Thirty to ninety days before the start of the new fiscal year, a collection of documents related to the budget must be provided. 

This includes:

  • Either a full budget or a summary – showing anticipated revenue and expenses on an accrual basis;
  • A summary of the reserve funding plan, along with details such as assessments, borrowing, or other mechanisms used to fund the reserve;
  • A statement on whether the board will not undertake repairs or replacement of any major component with a remaining life of 30 years or less. If none will be taken, an explanation for the deferment needs to be included;
  • Any outstanding loans, and relevant details such as balance, payee, term, etc.
  • A statement as to whether any special assessments are needed, such as for repairs or to ensure adequate reserves, and details about that assessment;
  • A summary of the HOA’s insurance;
  • Also, for condominiums only, FHA/VA Certification.

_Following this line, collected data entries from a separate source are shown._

//! File-backed key-value store, the on-disk analogue of browser local storage.

use std::fs;
use std::path::{Path, PathBuf};

use parking_lot::Mutex;
use serde_json::{Map, Value};
use tracing::{debug, warn};

use super::{CREDENTIAL_KEY, CredentialStore};
use crate::error::{Error, Result};
use matr_protocol::CredentialRecord;

/// Stores the credential record under [`CREDENTIAL_KEY`] in a JSON object file.
///
/// Other keys in the file are left untouched. Writes go through a sibling
/// temp file and a rename so readers never observe a partial file.
#[derive(Debug)]
pub struct FileCredentialStore {
	path: PathBuf,
	lock: Mutex<()>,
}

impl FileCredentialStore {
	pub fn new(path: impl Into<PathBuf>) -> Self {
		Self {
			path: path.into(),
			lock: Mutex::new(()),
		}
	}

	pub fn path(&self) -> &Path {
		&self.path
	}

	fn load_entries(&self) -> Result<Map<String, Value>> {
		let content = match fs::read_to_string(&self.path) {
			Ok(content) => content,
			Err(err) if err.kind() == std::io::ErrorKind::NotFound => return Ok(Map::new()),
			Err(err) => return Err(err.into()),
		};
		if content.trim().is_empty() {
			return Ok(Map::new());
		}
		match serde_json::from_str::<Value>(&content) {
			Ok(Value::Object(entries)) => Ok(entries),
			Ok(_) => Err(Error::Persistence(format!("{} is not a JSON object", self.path.display()))),
			Err(err) => Err(Error::Persistence(format!("{}: {err}", self.path.display()))),
		}
	}

	/// Like [`load_entries`](Self::load_entries) but starts over when the file is unreadable.
	fn load_entries_for_write(&self) -> Result<Map<String, Value>> {
		match self.load_entries() {
			Ok(entries) => Ok(entries),
			Err(Error::Persistence(reason)) => {
				warn!(target: "matr.credentials", %reason, "discarding corrupt storage file");
				Ok(Map::new())
			}
			Err(err) => Err(err),
		}
	}

	fn write_entries(&self, entries: &Map<String, Value>) -> Result<()> {
		if entries.is_empty() {
			return match fs::remove_file(&self.path) {
				Ok(()) => Ok(()),
				Err(err) if err.kind() == std::io::ErrorKind::NotFound => Ok(()),
				Err(err) => Err(err.into()),
			};
		}

		if let Some(parent) = self.path.parent() {
			if !parent.as_os_str().is_empty() {
				fs::create_dir_all(parent)?;
			}
		}
		let json = serde_json::to_string_pretty(entries)?;
		let tmp = self.path.with_extension("json.tmp");
		fs::write(&tmp, json)?;
		fs::rename(&tmp, &self.path)?;
		Ok(())
	}
}

impl CredentialStore for FileCredentialStore {
	fn save(&self, record: &CredentialRecord) -> Result<()> {
		let _guard = self.lock.lock();
		let mut entries = self.load_entries_for_write()?;
		entries.insert(CREDENTIAL_KEY.to_string(), serde_json::to_value(record)?);
		self.write_entries(&entries)?;
		debug!(target: "matr.credentials", path = %self.path.display(), user = record.id, "credential saved");
		Ok(())
	}

	fn read(&self) -> Result<Option<CredentialRecord>> {
		let _guard = self.lock.lock();
		let mut entries = self.load_entries()?;
		let Some(value) = entries.remove(CREDENTIAL_KEY) else {
			return Ok(None);
		};
		serde_json::from_value(value)
			.map(Some)
			.map_err(|e| Error::Persistence(format!("malformed credential record in {}: {e}", self.path.display())))
	}

	fn clear(&self) -> Result<()> {
		let _guard = self.lock.lock();
		let mut entries = self.load_entries_for_write()?;
		if entries.remove(CREDENTIAL_KEY).is_none() {
			return Ok(());
		}
		self.write_entries(&entries)?;
		debug!(target: "matr.credentials", path = %self.path.display(), "credential cleared");
		Ok(())
	}
}
use clap::ValueEnum;

/// Output format for CLI results.
#[derive(Clone, Copy, Debug, Default, PartialEq, Eq, ValueEnum)]
pub enum OutputFormat {
	/// JSON envelope
	Json,
	/// Human-readable text
	#[default]
	Text,
}
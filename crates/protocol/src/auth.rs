//! Authentication request and response shapes.

use std::fmt;

use serde::{Deserialize, Serialize};

/// Role granted to an authenticated user.
#[derive(Debug, Clone, Copy, PartialEq, Eq, Hash, Serialize, Deserialize)]
#[serde(rename_all = "SCREAMING_SNAKE_CASE")]
pub enum Role {
	#[serde(alias = "ROLE_ADMIN")]
	Admin,
	#[serde(alias = "ROLE_USER")]
	User,
}

impl fmt::Display for Role {
	fn fmt(&self, f: &mut fmt::Formatter<'_>) -> fmt::Result {
		match self {
			Role::Admin => write!(f, "ADMIN"),
			Role::User => write!(f, "USER"),
		}
	}
}

/// Body of `POST /auth/login`.
#[derive(Debug, Clone, PartialEq, Eq, Serialize, Deserialize)]
pub struct LoginRequest {
	pub email: String,
	pub password: String,
}

/// Body of `POST /auth/register`.
#[derive(Debug, Clone, PartialEq, Eq, Serialize, Deserialize)]
#[serde(rename_all = "camelCase")]
pub struct RegisterRequest {
	pub full_name: String,
	pub email: String,
	pub password: String,
}

/// Successful authentication response.
///
/// The same shape is persisted verbatim as the credential record, so a
/// restored session is indistinguishable from a freshly issued one.
#[derive(Debug, Clone, PartialEq, Eq, Serialize, Deserialize)]
#[serde(rename_all = "camelCase")]
pub struct AuthResponse {
	pub id: u64,
	pub full_name: String,
	pub email: String,
	pub role: Role,
	pub token: String,
}

/// Durable form of a session. Identical to [`AuthResponse`] on the wire.
pub type CredentialRecord = AuthResponse;

#[cfg(test)]
mod tests {
	use serde_json::json;

	use super::*;

	#[test]
	fn auth_response_uses_camel_case_fields() {
		let record: AuthResponse = serde_json::from_value(json!({
			"id": 1,
			"fullName": "Ana",
			"email": "a@x.com",
			"role": "ADMIN",
			"token": "tok-1"
		}))
		.unwrap();

		assert_eq!(record.full_name, "Ana");
		assert_eq!(record.role, Role::Admin);
		assert_eq!(serde_json::to_value(&record).unwrap()["fullName"], "Ana");
	}

	#[test]
	fn role_accepts_spring_prefixed_names() {
		let role: Role = serde_json::from_value(json!("ROLE_USER")).unwrap();
		assert_eq!(role, Role::User);
		assert_eq!(serde_json::to_value(role).unwrap(), json!("USER"));
	}

	#[test]
	fn register_request_serializes_full_name() {
		let body = serde_json::to_value(RegisterRequest {
			full_name: "Juan Pérez".into(),
			email: "j@x.com".into(),
			password: "secret".into(),
		})
		.unwrap();
		assert_eq!(body, json!({"fullName": "Juan Pérez", "email": "j@x.com", "password": "secret"}));
	}
}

Because these documents can become complicated, many HOA boards hire an accountant to help with at least some of them. State law can get very specific about what goes into them, even down to the font-size. To both calculate some of the more complex elements, and ensure you are wholly following the state requirements, it might be worth it to have an expert’s assistance.

The Annual Policy Statement

Also 30 to 90 days before the start of the fiscal year, the HOA board must disclose the organization’s official policy statement. The collection of documents describing the policies which govern the HOA. These policies are the backbone of running the Homeowners Association. They describe everything from the process to collecting fees to dispute resolution. State law will tell you every single thing that needs to be included, but it at least must have:

  • The name and address of the person designated to receive official communications for the HOA; 
  • Procedures for the HOA to resolve disputes—both an internal dispute resolution process and a summary of provisions for an alternative dispute resolution;
  • Policies for topics such as rules enforcement, assessment collections, penalties, enforcement of liens or other legal remedies when a homeowner is failing to pay assessments;
  • The rights of your HOA members, such as the right to receive general notices via individual delivery and receive copies of meeting minutes;
  • Also included must be a description of how members can request to have notices sent to 2 additional addresses;
  • What procedures and requirements your HOA uses to approve or deny physical changes (architectural, landscaping, etc.) to property; and
  • The location, if any, for posting general notices.

The board must deliver a summary of these documents — or if requested, a full set — to each member of the HOA. In addition to filing them with the Secretary of State.

Other Annual Documents Needed

Under the “miscellaneous” category, there are several other documents the board must prepare and release:

  • The board must send a notification requesting updated contact information from association members, at least 30 days before sending out the annual budget report;
  • Within 120 days of the close of the fiscal year, the HOA must distribute a review of the HOA’s financial statement prepared according to Generally Accepted Accounting Principles (GAAP) by a certified public accountant;
  • Statements of information that must be filed with the Secretary of State.


California is particular about how to prepare annual reports for Homeowners Association Boards. Two of the most critical categories of documents are the budget and policies of the association. State law provides details about what information must be included and how the documents need to appear, and who needs to receive them. Becoming familiar with and following the law will ensure your HOA stays in compliance.